▶ _Task objective_
Identify each line below containing the string "PathBuf" and copy it.

--- Records for the exercise Enclosed Below ---

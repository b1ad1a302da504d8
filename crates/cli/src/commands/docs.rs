use anyhow::{Context, Result};
use std::path::Path;

pub fn docs_command(output: &Path) -> Result<()> {
    pme_core::config::docs::write_index(output)
        .with_context(|| format!("Failed to write property index to {}", output.display()))?;
    println!("Wrote property index to {}", output.display());
    Ok(())
}
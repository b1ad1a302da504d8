//! Shared fixtures for unit tests

use std::io;
use std::path::{Path, PathBuf};
use std::sync::{Arc, Mutex};

#[derive(Clone, Default)]
struct LogBuffer(Arc<Mutex<Vec<u8>>>);

impl io::Write for LogBuffer {
    fn write(&mut self, buf: &[u8]) -> io::Result<usize> {
        self.0.lock().unwrap().extend_from_slice(buf);
        Ok(buf.len())
    }

    fn flush(&mut self) -> io::Result<()> {
        Ok(())
    }
}

/// Run `f` with a subscriber that records every event, returning the output
pub fn capture_logs<F: FnOnce()>(f: F) -> String {
    let buffer = LogBuffer::default();
    let writer = buffer.clone();
    let subscriber = tracing_subscriber::fmt()
        .with_max_level(tracing::Level::TRACE)
        .with_ansi(false)
        .with_writer(move || writer.clone())
        .finish();

    tracing::subscriber::with_default(subscriber, f);

    let bytes = buffer.0.lock().unwrap().clone();
    String::from_utf8_lossy(&bytes).into_owned()
}

/// Write `contents` to `dir/relative`, creating parent directories
pub fn write_file(dir: &Path, relative: &str, contents: &str) -> PathBuf {
    let path = dir.join(relative);
    if let Some(parent) = path.parent() {
        std::fs::create_dir_all(parent).unwrap();
    }
    std::fs::write(&path, contents).unwrap();
    path
}

/// Minimal POM with the given coordinates and extra body
pub fn pom(group: &str, artifact: &str, version: &str, body: &str) -> String {
    format!(
        r#"<?xml version="1.0" encoding="UTF-8"?>
<project xmlns="http://maven.apache.org/POM/4.0.0">
  <modelVersion>4.0.0</modelVersion>
  <groupId>{group}</groupId>
  <artifactId>{artifact}</artifactId>
  <version>{version}</version>
{body}
</project>
"#
    )
}
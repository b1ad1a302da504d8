use std::mem;

const DEFAULT_INDENT_UNIT: &str = "  ";

/// A node inside an element
#[derive(Debug, Clone, PartialEq, Eq)]
pub enum XmlNode {
    Element(Element),
    Text(String),
    CData(String),
    Comment(String),
    ProcessingInstruction(String),
    DocType(String),
}

impl XmlNode {
    fn is_whitespace(&self) -> bool {
        matches!(self, XmlNode::Text(text) if text.trim().is_empty())
    }
}

/// An XML element with ordered attributes and children
#[derive(Debug, Clone, PartialEq, Eq, Default)]
pub struct Element {
    pub name: String,
    pub attributes: Vec<(String, String)>,
    pub children: Vec<XmlNode>,
}

impl Element {
    pub fn new(name: impl Into<String>) -> Self {
        Self {
            name: name.into(),
            attributes: Vec::new(),
            children: Vec::new(),
        }
    }

    /// Leaf element holding a single text node
    pub fn with_text(name: impl Into<String>, text: impl Into<String>) -> Self {
        let mut element = Self::new(name);
        element.children.push(XmlNode::Text(text.into()));
        element
    }

    /// Builder: append an unformatted child element
    pub fn with_child(mut self, child: Element) -> Self {
        self.children.push(XmlNode::Element(child));
        self
    }

    pub fn attribute(&self, key: &str) -> Option<&str> {
        self.attributes
            .iter()
            .find(|(k, _)| k == key)
            .map(|(_, v)| v.as_str())
    }

    /// Element children in document order
    pub fn elements(&self) -> impl Iterator<Item = &Element> {
        self.children.iter().filter_map(|node| match node {
            XmlNode::Element(element) => Some(element),
            _ => None,
        })
    }

    pub fn elements_mut(&mut self) -> impl Iterator<Item = &mut Element> {
        self.children.iter_mut().filter_map(|node| match node {
            XmlNode::Element(element) => Some(element),
            _ => None,
        })
    }

    pub fn children_named<'a>(&'a self, name: &'a str) -> impl Iterator<Item = &'a Element> + 'a {
        self.elements().filter(move |e| e.name == name)
    }

    pub fn children_named_mut<'a>(
        &'a mut self,
        name: &'a str,
    ) -> impl Iterator<Item = &'a mut Element> + 'a {
        self.elements_mut().filter(move |e| e.name == name)
    }

    pub fn child(&self, name: &str) -> Option<&Element> {
        self.elements().find(|e| e.name == name)
    }

    pub fn child_mut(&mut self, name: &str) -> Option<&mut Element> {
        self.elements_mut().find(|e| e.name == name)
    }

    /// Follow a `/` separated path of child names
    pub fn descendant(&self, path: &str) -> Option<&Element> {
        path.split('/')
            .try_fold(self, |element, name| element.child(name))
    }

    pub fn descendant_mut(&mut self, path: &str) -> Option<&mut Element> {
        let mut current = self;
        for name in path.split('/') {
            current = current.child_mut(name)?;
        }
        Some(current)
    }

    /// Concatenated text and CDATA content, trimmed
    pub fn text(&self) -> String {
        let mut text = String::new();
        for node in &self.children {
            match node {
                XmlNode::Text(t) | XmlNode::CData(t) => text.push_str(t),
                _ => {}
            }
        }
        text.trim().to_string()
    }

    /// Replace all content with a single text node
    pub fn set_text(&mut self, value: impl Into<String>) {
        self.children = vec![XmlNode::Text(value.into())];
    }

    pub fn child_text(&self, name: &str) -> Option<String> {
        self.child(name).map(Element::text)
    }

    /// Set the text of child `name`, creating it when missing
    pub fn set_child_text(&mut self, name: &str, value: impl Into<String>) {
        match self.child_mut(name) {
            Some(child) => child.set_text(value),
            None => self.append_child(Element::with_text(name, value)),
        }
    }

    pub fn get_or_create_child(&mut self, name: &str) -> &mut Element {
        let position = self
            .children
            .iter()
            .position(|n| matches!(n, XmlNode::Element(e) if e.name == name));

        let index = match position {
            Some(index) => index,
            None => {
                let indent = self.insert_formatted(Element::new(name));
                let index = self
                    .children
                    .iter()
                    .rposition(|n| matches!(n, XmlNode::Element(e) if e.name == name))
                    .unwrap_or(self.children.len() - 1);
                if let XmlNode::Element(created) = &mut self.children[index] {
                    if !indent.is_empty() {
                        created.children.push(XmlNode::Text(indent));
                    }
                }
                index
            }
        };

        match &mut self.children[index] {
            XmlNode::Element(element) => element,
            _ => unreachable!("index always points at an element"),
        }
    }

    /// Append `child`, indenting it like its future siblings
    pub fn append_child(&mut self, child: Element) {
        self.insert_formatted(child);
    }

    /// Insert `child` directly after the first child element called `after`,
    /// falling back to appending when there is none
    pub fn insert_child_after(&mut self, after: &str, child: Element) {
        let Some(anchor) = self
            .children
            .iter()
            .position(|n| matches!(n, XmlNode::Element(e) if e.name == after))
        else {
            self.insert_formatted(child);
            return;
        };

        let (indent, unit) = self.layout();
        let mut child = child;
        if !indent.is_empty() {
            reindent(&mut child, &indent, &unit);
            self.children.insert(anchor + 1, XmlNode::Element(child));
            self.children.insert(anchor + 1, XmlNode::Text(indent));
        } else {
            self.children.insert(anchor + 1, XmlNode::Element(child));
        }
    }

    /// Remove every child element called `name` together with its leading
    /// whitespace. Returns the removed elements.
    pub fn remove_children_named(&mut self, name: &str) -> Vec<Element> {
        self.remove_elements_where(|e| e.name == name)
    }

    /// Remove child elements matching `predicate` together with their leading whitespace
    pub fn remove_elements_where<F>(&mut self, mut predicate: F) -> Vec<Element>
    where
        F: FnMut(&Element) -> bool,
    {
        let mut removed = Vec::new();
        let mut kept: Vec<XmlNode> = Vec::with_capacity(self.children.len());

        for node in mem::take(&mut self.children) {
            match node {
                XmlNode::Element(element) if predicate(&element) => {
                    if kept.last().is_some_and(XmlNode::is_whitespace) {
                        kept.pop();
                    }
                    removed.push(element);
                }
                other => kept.push(other),
            }
        }

        self.children = kept;
        removed
    }

    /// Indentation for a new child and the detected indentation unit. The
    /// indentation is empty when the element carries no layout.
    fn layout(&self) -> (String, String) {
        let closing = self.closing_indent();
        let sibling = self
            .children
            .windows(2)
            .find_map(|pair| match (&pair[0], &pair[1]) {
                (XmlNode::Text(text), XmlNode::Element(_)) if text.trim().is_empty() => {
                    Some(normalize_indent(text))
                }
                _ => None,
            });

        let unit = match (&sibling, &closing) {
            (Some(sibling), Some(closing))
                if sibling.len() > closing.len() && sibling.starts_with(closing.as_str()) =>
            {
                sibling[closing.len()..].to_string()
            }
            _ => DEFAULT_INDENT_UNIT.to_string(),
        };

        let indent = match (sibling, closing) {
            (Some(sibling), _) => sibling,
            (None, Some(closing)) => format!("{closing}{unit}"),
            (None, None) => String::new(),
        };
        (indent, unit)
    }

    fn closing_indent(&self) -> Option<String> {
        match self.children.last() {
            Some(XmlNode::Text(text)) if text.trim().is_empty() => Some(normalize_indent(text)),
            _ => None,
        }
    }

    /// Insert `child` before the closing whitespace. Returns the indentation
    /// used for the child.
    fn insert_formatted(&mut self, mut child: Element) -> String {
        let (indent, unit) = self.layout();
        if !indent.is_empty() {
            reindent(&mut child, &indent, &unit);
        }

        let insert_at = if self.closing_indent().is_some() {
            self.children.len() - 1
        } else {
            self.children.len()
        };

        self.children.insert(insert_at, XmlNode::Element(child));
        if !indent.is_empty() {
            self.children.insert(insert_at, XmlNode::Text(indent.clone()));
        }
        indent
    }
}

/// Keep only the last line of a whitespace run, so blank lines are not copied
fn normalize_indent(text: &str) -> String {
    match text.rfind('\n') {
        Some(pos) => text[pos..].to_string(),
        None => text.to_string(),
    }
}

/// Re-layout an element subtree so that its children sit one `unit` deeper
/// than `indent`
fn reindent(element: &mut Element, indent: &str, unit: &str) {
    let has_structure = element
        .children
        .iter()
        .any(|n| matches!(n, XmlNode::Element(_) | XmlNode::Comment(_)));
    if !has_structure {
        return;
    }

    let inner = format!("{indent}{unit}");
    let mut laid_out = Vec::with_capacity(element.children.len() * 2 + 1);
    for mut node in mem::take(&mut element.children) {
        if node.is_whitespace() {
            continue;
        }
        if let XmlNode::Element(child) = &mut node {
            reindent(child, &inner, unit);
        }
        laid_out.push(XmlNode::Text(inner.clone()));
        laid_out.push(node);
    }
    laid_out.push(XmlNode::Text(indent.to_string()));
    element.children = laid_out;
}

--- End of Enclosed Records for the exercise ---

▶ _The answer_
use std::path::{Path, PathBuf};
pub fn write_file(dir: &Path, relative: &str, contents: &str) -> PathBuf {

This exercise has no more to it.